抗炎症性サイトカインの活性化と処理に関与し、アポトーシスに主要な役割を果たしていないようである。 グループIのカスパーゼは、中のかさばる疎水性残基を好みますP4 チロシンやトリプトファンのような位置 (Nicholson, 1999; Thornberry et al., 1997)

カスパーゼ3と7は、細胞死を開始するために一緒に働く2つの重要なアポトーシス酵素です。 カスパーゼ3は細胞死につながるタンパク質の切断を担当し、カスパーゼ7はカスパーゼ3を活性化する。 この2つの酵素はいずれも、DNA損傷、酸化ストレス、アポトーシスホルモンなど多様な刺激によって活性化することができます。 一旦活性化されると、カスパーゼ3と7が協力して様々な細胞タンパク質を分解し、最終的に細胞死に至る。

カスパーゼ3/7媒介アポトーシスは組織恒常性を維持し、癌の発生を予防するのに役立つ重要な過程であり、アポトーシスはDNA損傷、酸化ストレス、アポトーシスホルモンなど多様な刺激に反応して発生するプログラムされた細胞死の一種である。 カスパーゼ3と7は、アポトーシスを開始するために一緒に働く2つの重要な酵素です。 カスパーゼ3は細胞死につながるタンパク質を切断し、カスパーゼ7はカスパーゼ3を活性化する。

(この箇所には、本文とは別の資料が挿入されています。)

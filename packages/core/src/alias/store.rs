//! In-memory alias model
//!
//! An ordered list of host entries, each holding an ordered list of distinct
//! aliases. Hosts and aliases are stored lowercase; lookups are by linear scan.

use serde::{Deserialize, Serialize};

use super::natural::natural_cmp;
use super::report::ChangeReport;
use crate::hostname::{is_valid_hostname, normalize};

/// One host and the aliases pointing at it
#[derive(Debug, Clone, PartialEq, Eq, Serialize)]
pub struct HostAliasEntry {
    /// Canonical host, validated and lowercase
    pub host: String,
    /// Distinct aliases, never equal to `host`
    pub aliases: Vec<String>,
}

impl HostAliasEntry {
    fn alias_position(&self, alias: &str) -> Option<usize> {
        self.aliases.iter().position(|a| a.eq_ignore_ascii_case(alias))
    }

    /// Whether the entry already carries `alias`
    pub fn has_alias(&self, alias: &str) -> bool {
        self.alias_position(alias).is_some()
    }
}

/// How a removal request handles an alias the entry doesn't have
#[derive(
    Debug, Clone, Copy, Default, PartialEq, Eq, Serialize, Deserialize, clap::ValueEnum,
)]
#[serde(rename_all = "snake_case")]
pub enum RemovalPolicy {
    /// Stop at the first requested alias that isn't present and leave the
    /// remaining tokens untouched
    #[default]
    StopAtFirstMiss,
    /// Try every requested alias regardless of misses
    Independent,
}

/// The full set of host entries read from one alias file
#[derive(Debug, Clone, Default, PartialEq, Eq)]
pub struct AliasStore {
    entries: Vec<HostAliasEntry>,
}

impl AliasStore {
    pub fn new() -> Self {
        Self::default()
    }

    pub fn entries(&self) -> &[HostAliasEntry] {
        &self.entries
    }

    pub fn into_entries(self) -> Vec<HostAliasEntry> {
        self.entries
    }

    pub fn len(&self) -> usize {
        self.entries.len()
    }

    pub fn is_empty(&self) -> bool {
        self.entries.is_empty()
    }

    fn position(&self, host: &str) -> Option<usize> {
        self.entries
            .iter()
            .position(|e| e.host.eq_ignore_ascii_case(host))
    }

    /// Look up the entry for `host`
    pub fn find(&self, host: &str) -> Option<&HostAliasEntry> {
        self.position(host).map(|i| &self.entries[i])
    }

    /// Merge a comma-separated alias list into the entry for `host`
    ///
    /// `host` must already be a valid hostname. Each token is lowercased and
    /// trimmed; tokens equal to the host are dropped, tokens that fail
    /// validation are dropped with a warning. Surviving aliases the entry
    /// doesn't have yet are appended in request order. A new entry is only
    /// created when at least one alias survives.
    pub fn merge(&mut self, host: &str, raw_aliases: &str) -> ChangeReport {
        let host = normalize(host);
        let mut report = ChangeReport::default();
        let mut candidates: Vec<String> = Vec::new();

        for alias in split_aliases(raw_aliases) {
            if alias == host {
                tracing::debug!("Ignoring alias {} pointing at itself", alias);
                continue;
            }
            if !is_valid_hostname(&alias) {
                tracing::debug!("Invalid alias: {}", alias);
                report.invalid.push(alias);
                continue;
            }
            if !candidates.contains(&alias) {
                candidates.push(alias);
            }
        }

        match self.position(&host) {
            Some(index) => {
                let entry = &mut self.entries[index];
                for alias in candidates {
                    if entry.has_alias(&alias) {
                        tracing::debug!("{} already exists for {}", alias, host);
                        report.already_present.push(alias);
                    } else {
                        tracing::debug!("Added {} to {}", alias, host);
                        entry.aliases.push(alias.clone());
                        report.added.push(alias);
                    }
                }
            }
            None if candidates.is_empty() => {
                tracing::debug!("No usable aliases for new host {}", host);
            }
            None => {
                tracing::debug!("New host {} with {} aliases", host, candidates.len());
                report.added = candidates.clone();
                self.entries.push(HostAliasEntry {
                    host,
                    aliases: candidates,
                });
            }
        }

        report
    }

    /// Remove a comma-separated alias list from the entry for `host`
    ///
    /// Returns `None` when there is no entry for `host`. Tokens are processed
    /// in order; what happens after a token that isn't present depends on
    /// `policy`. The entry stays in the store even if it ends up empty; the
    /// writer omits it.
    pub fn remove_aliases(
        &mut self,
        host: &str,
        raw_aliases: &str,
        policy: RemovalPolicy,
    ) -> Option<ChangeReport> {
        let index = self.position(&normalize(host))?;
        let entry = &mut self.entries[index];
        let mut report = ChangeReport::default();

        let mut tokens = split_aliases(raw_aliases).into_iter();
        while let Some(alias) = tokens.next() {
            match entry.alias_position(&alias) {
                Some(position) => {
                    entry.aliases.remove(position);
                    tracing::debug!("Removed {} from {}", alias, entry.host);
                    report.removed.push(alias);
                }
                None => {
                    tracing::debug!("{} is not an alias of {}", alias, entry.host);
                    report.missing.push(alias);
                    if policy == RemovalPolicy::StopAtFirstMiss {
                        report.skipped.extend(tokens.by_ref());
                        break;
                    }
                }
            }
        }

        Some(report)
    }

    /// Put entries and their aliases into natural order
    pub fn canonicalize(&mut self) {
        self.entries.sort_by(|a, b| natural_cmp(&a.host, &b.host));
        for entry in &mut self.entries {
            entry.aliases.sort_by(|a, b| natural_cmp(a, b));
        }
    }
}

/// Split a raw alias list into lowercase, trimmed, non-empty tokens
fn split_aliases(raw: &str) -> Vec<String> {
    raw.split(',')
        .map(normalize)
        .filter(|alias| !alias.is_empty())
        .collect()
}

#[cfg(test)]
mod tests {
    use super::*;

    fn store_with(host: &str, aliases: &str) -> AliasStore {
        let mut store = AliasStore::new();
        store.merge(host, aliases);
        store
    }

    fn aliases_of<'a>(store: &'a AliasStore, host: &str) -> Vec<&'a str> {
        store
            .find(host)
            .map(|e| e.aliases.iter().map(String::as_str).collect())
            .unwrap_or_default()
    }

    #[test]
    fn merge_creates_new_entry() {
        let mut store = AliasStore::new();
        let report = store.merge("example.com", "a,b");
        assert!(report.changed());
        assert_eq!(report.added, vec!["a", "b"]);
        assert_eq!(aliases_of(&store, "example.com"), vec!["a", "b"]);
    }

    #[test]
    fn merge_appends_only_new_aliases() {
        let mut store = store_with("example.com", "a,b");
        let report = store.merge("example.com", "c,a");
        assert!(report.changed());
        assert_eq!(report.added, vec!["c"]);
        assert_eq!(report.already_present, vec!["a"]);
        assert_eq!(aliases_of(&store, "example.com"), vec!["a", "b", "c"]);
    }

    #[test]
    fn merge_existing_alias_is_no_change() {
        let mut store = store_with("example.com", "a,b");
        let before = store.clone();
        let report = store.merge("example.com", "b");
        assert!(!report.changed());
        assert_eq!(store, before);
    }

    #[test]
    fn merge_drops_self_reference() {
        let mut store = AliasStore::new();
        let report = store.merge("example.com", "example.com,www.example.com");
        assert_eq!(report.added, vec!["www.example.com"]);
        assert!(!store.find("example.com").unwrap().has_alias("example.com"));
    }

    #[test]
    fn merge_only_self_reference_creates_nothing() {
        let mut store = AliasStore::new();
        let report = store.merge("example.com", "Example.com");
        assert!(!report.changed());
        assert!(store.is_empty());
    }

    #[test]
    fn merge_drops_invalid_aliases_but_keeps_the_rest() {
        let mut store = AliasStore::new();
        let report = store.merge("example.com", "good-host,bad_host!,another.good");
        assert!(report.changed());
        assert_eq!(report.invalid, vec!["bad_host!"]);
        assert_eq!(
            aliases_of(&store, "example.com"),
            vec!["good-host", "another.good"]
        );
    }

    #[test]
    fn merge_all_invalid_for_new_host_is_no_change() {
        let mut store = AliasStore::new();
        let report = store.merge("example.com", "bad_host!,-nope");
        assert!(!report.changed());
        assert_eq!(report.invalid.len(), 2);
        assert!(store.find("example.com").is_none());
    }

    #[test]
    fn merge_normalizes_and_dedups_candidates() {
        let mut store = AliasStore::new();
        let report = store.merge("Example.com", " WWW.example.com , www.example.com,,");
        assert_eq!(report.added, vec!["www.example.com"]);
        assert_eq!(aliases_of(&store, "example.com"), vec!["www.example.com"]);
    }

    #[test]
    fn merge_host_lookup_is_case_insensitive() {
        let mut store = store_with("example.com", "a");
        store.merge("EXAMPLE.COM", "b");
        assert_eq!(store.len(), 1);
        assert_eq!(aliases_of(&store, "example.com"), vec!["a", "b"]);
    }

    #[test]
    fn remove_from_unknown_host_is_none() {
        let mut store = store_with("example.com", "a");
        assert!(
            store
                .remove_aliases("other.com", "a", RemovalPolicy::StopAtFirstMiss)
                .is_none()
        );
        assert_eq!(aliases_of(&store, "example.com"), vec!["a"]);
    }

    #[test]
    fn remove_stops_at_first_miss() {
        let mut store = store_with("example.com", "a,b,c");
        let report = store
            .remove_aliases("example.com", "a,z,c", RemovalPolicy::StopAtFirstMiss)
            .unwrap();
        assert!(report.changed());
        assert_eq!(report.removed, vec!["a"]);
        assert_eq!(report.missing, vec!["z"]);
        assert_eq!(report.skipped, vec!["c"]);
        assert_eq!(aliases_of(&store, "example.com"), vec!["b", "c"]);
    }

    #[test]
    fn remove_independent_processes_every_token() {
        let mut store = store_with("example.com", "a,b,c");
        let report = store
            .remove_aliases("example.com", "a,z,c", RemovalPolicy::Independent)
            .unwrap();
        assert_eq!(report.removed, vec!["a", "c"]);
        assert_eq!(report.missing, vec!["z"]);
        assert!(report.skipped.is_empty());
        assert_eq!(aliases_of(&store, "example.com"), vec!["b"]);
    }

    #[test]
    fn remove_absent_first_token_is_no_change() {
        let mut store = store_with("example.com", "a,b");
        let before = store.clone();
        let report = store
            .remove_aliases("example.com", "z,a", RemovalPolicy::StopAtFirstMiss)
            .unwrap();
        assert!(!report.changed());
        assert_eq!(report.skipped, vec!["a"]);
        assert_eq!(store, before);
    }

    #[test]
    fn remove_can_empty_an_entry() {
        let mut store = store_with("example.com", "a");
        let report = store
            .remove_aliases("example.com", "A", RemovalPolicy::StopAtFirstMiss)
            .unwrap();
        assert!(report.changed());
        assert!(store.find("example.com").unwrap().aliases.is_empty());
    }

    #[test]
    fn canonicalize_uses_natural_order() {
        let mut store = AliasStore::new();
        store.merge("host2", "x");
        store.merge("host10", "y");
        store.merge("host1", "web10,web9,web1");
        store.canonicalize();

        let hosts: Vec<&str> = store.entries().iter().map(|e| e.host.as_str()).collect();
        assert_eq!(hosts, vec!["host1", "host2", "host10"]);
        assert_eq!(aliases_of(&store, "host1"), vec!["web1", "web9", "web10"]);
    }

    #[test]
    fn canonicalize_is_order_independent() {
        let mut first = AliasStore::new();
        first.merge("b.lan", "y,x");
        first.merge("a.lan", "z");

        let mut second = AliasStore::new();
        second.merge("a.lan", "z");
        second.merge("b.lan", "x,y");

        first.canonicalize();
        second.canonicalize();
        assert_eq!(first, second);
    }
}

アポトーシスは、組織ホメオスタシスを維持し、がんの発症を防ぐのに役立つ重要なプロセスです。 カスパーゼ媒介性アポトーシスは、DNA損傷、酸化ストレス、アポトーシスホルモンなど多様な刺激に反応して発生するプログラムされた細胞死の一種である。

カスパーゼ8はアポトーシスの重要な調節因子であり、その活性化は細胞死の開始に不可欠です。 アポトーシスが誘発されると、カスパーゼ8は細胞死につながる下流タンパク質を切断して活性化する。 カスパーゼ8切断部位は、DEVDモチーフのアミノ酸Asp315に位置しています。

この切断部位は、カスパーゼ8およびその後のアポトーシスの活性化に不可欠である。 カスパーゼ8シグナル伝達は、カスパーゼ3、6および7を含むいくつかの下流アポトーシスタンパク質の活性化につながる。 その後、これらのタンパク質はDNA断片化と細胞収縮を引き起こすことによって細胞死を実行します。

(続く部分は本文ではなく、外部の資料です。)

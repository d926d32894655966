//! Settings management for cnamectl
//!
//! Loads the optional JSONC settings file. A missing file means defaults;
//! nothing is created on disk.

pub mod paths;
pub mod schema;

use std::fs;
use std::path::Path;

use anyhow::{Context, Result};
use jsonc_parser::parse_to_serde_value;

pub use paths::{DEFAULT_CNAME_FILE, get_config_dir, get_settings_path};
pub use schema::Settings;

/// Load settings from the default settings path
///
/// Falls back to defaults when the path can't be determined or the file
/// doesn't exist.
pub fn load_settings() -> Result<Settings> {
    match get_settings_path() {
        Some(path) => load_settings_from(&path),
        None => {
            tracing::debug!("Could not determine settings path, using defaults");
            Ok(Settings::default())
        }
    }
}

/// Load settings from a specific file
///
/// Supports JSONC (JSON with comments).
/// Rejects unknown fields for strict validation.
pub fn load_settings_from(path: &Path) -> Result<Settings> {
    if !path.exists() {
        tracing::debug!("Settings file not found, using defaults: {}", path.display());
        return Ok(Settings::default());
    }

    let contents = fs::read_to_string(path)
        .with_context(|| format!("Failed to read settings file: {}", path.display()))?;

    let Some(parsed_value) = parse_to_serde_value(&contents, &Default::default())
        .map_err(|e| anyhow::anyhow!("Invalid JSONC in settings file: {}", e))?
    else {
        tracing::debug!("Settings file is empty, using defaults: {}", path.display());
        return Ok(Settings::default());
    };

    let settings: Settings = serde_json::from_value(parsed_value).with_context(|| {
        format!(
            "Invalid settings in {}. Check for unknown fields or invalid values.",
            path.display()
        )
    })?;

    tracing::debug!("Loaded settings from: {}", path.display());
    Ok(settings)
}
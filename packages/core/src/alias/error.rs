//! Alias engine error types
//!
//! Errors that abort an add or remove command. Invalid aliases and
//! requests that change nothing are not errors; they show up in the
//! command's report instead.

use std::io;
use std::path::PathBuf;

use thiserror::Error;

use crate::lock::LockError;

/// Errors that can occur while applying an alias command
#[derive(Error, Debug)]
pub enum AliasError {
    /// Action is not one of `add` or `remove`
    #[error("Unsupported action: {0} (expected 'add' or 'remove')")]
    Usage(String),

    /// Target host fails hostname validation
    #[error("Invalid hostname: {0}")]
    InvalidHostname(String),

    /// Alias file exists but could not be read
    #[error("Failed to {operation} {}: {source}", .path.display())]
    ConfigRead {
        path: PathBuf,
        operation: &'static str,
        source: io::Error,
    },

    /// Alias file could not be written; the change was not persisted
    #[error("Failed to {operation} {}: {source}", .path.display())]
    ConfigWrite {
        path: PathBuf,
        operation: &'static str,
        source: io::Error,
    },

    /// Another process holds the alias file lock
    #[error(transparent)]
    Lock(#[from] LockError),
}

impl AliasError {
    pub(crate) fn read(
        path: impl Into<PathBuf>,
        operation: &'static str,
        source: io::Error,
    ) -> Self {
        Self::ConfigRead {
            path: path.into(),
            operation,
            source,
        }
    }

    pub(crate) fn write(
        path: impl Into<PathBuf>,
        operation: &'static str,
        source: io::Error,
    ) -> Self {
        Self::ConfigWrite {
            path: path.into(),
            operation,
            source,
        }
    }
}

#[cfg(test)]
mod tests {
    use super::*;

    #[test]
    fn read_error_names_path_and_operation() {
        let err = AliasError::read(
            "/etc/dnsmasq.d/05-pihole-cname.conf",
            "open",
            io::Error::from(io::ErrorKind::PermissionDenied),
        );
        let msg = err.to_string();
        assert!(msg.starts_with("Failed to open /etc/dnsmasq.d/05-pihole-cname.conf"));
    }

    #[test]
    fn write_error_keeps_source() {
        let err = AliasError::write("/tmp/x.conf", "replace", io::Error::other("disk full"));
        assert!(std::error::Error::source(&err).is_some());
        assert!(err.to_string().contains("disk full"));
    }
}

カスパーゼ9はアポトーシス経路における重要な開始剤カスパーゼである。 特定の部位でのタンパク質分解切断によって活性化され、活性触媒ドメインが放出されます。 これは、アポトーシスの開始における重要な複合体であるアポトーソームの形成につながる。

カスパーゼ9は、大小のサブユニット間のリンカー領域に位置するAsp-315およびAsp-330でタンパク質分解開裂によって活性化する。 これにより、活性触媒ドメインが放出され、アポトーソームが形成されます。 アポトソームはアポトーシスの開始における重要な複合体であり、カスパーゼ9、カスパーゼ3およびシトクロムcのようなアポトーシスタンパク質で構成されています。

Asp-315でカスパーゼ9を切断すると、カスパーゼ3に結合して切断できる活性テトラマーが形成されます。 これによりカスパーゼ3が活性化され、細胞死に関与する多くの重要なタンパク質のタンパク質分解切断につながる。

IAPsは、直接カスパーゼ阻害によるアポトーシスを調節する（DeverauxとReed、1999; Deverauxetal、1998; Riedletal、2001; Shiozakietal、2003）。 興味深いことに、IAPは多機能であり、アポトーシスを調節するだけでなく、受容体媒介シグナル伝達、細胞周期およびユビキタス化にも関与しているようです（Birkey Reffey et al., 2001; Hofer-Warbineket al., 2000; Levkauet al., 2001; Luet 2007; MacFarlaneet 2002; Sanaなど）。 2002年; Sanna et al.、1998年; Varfolomeev et al.、2007年)。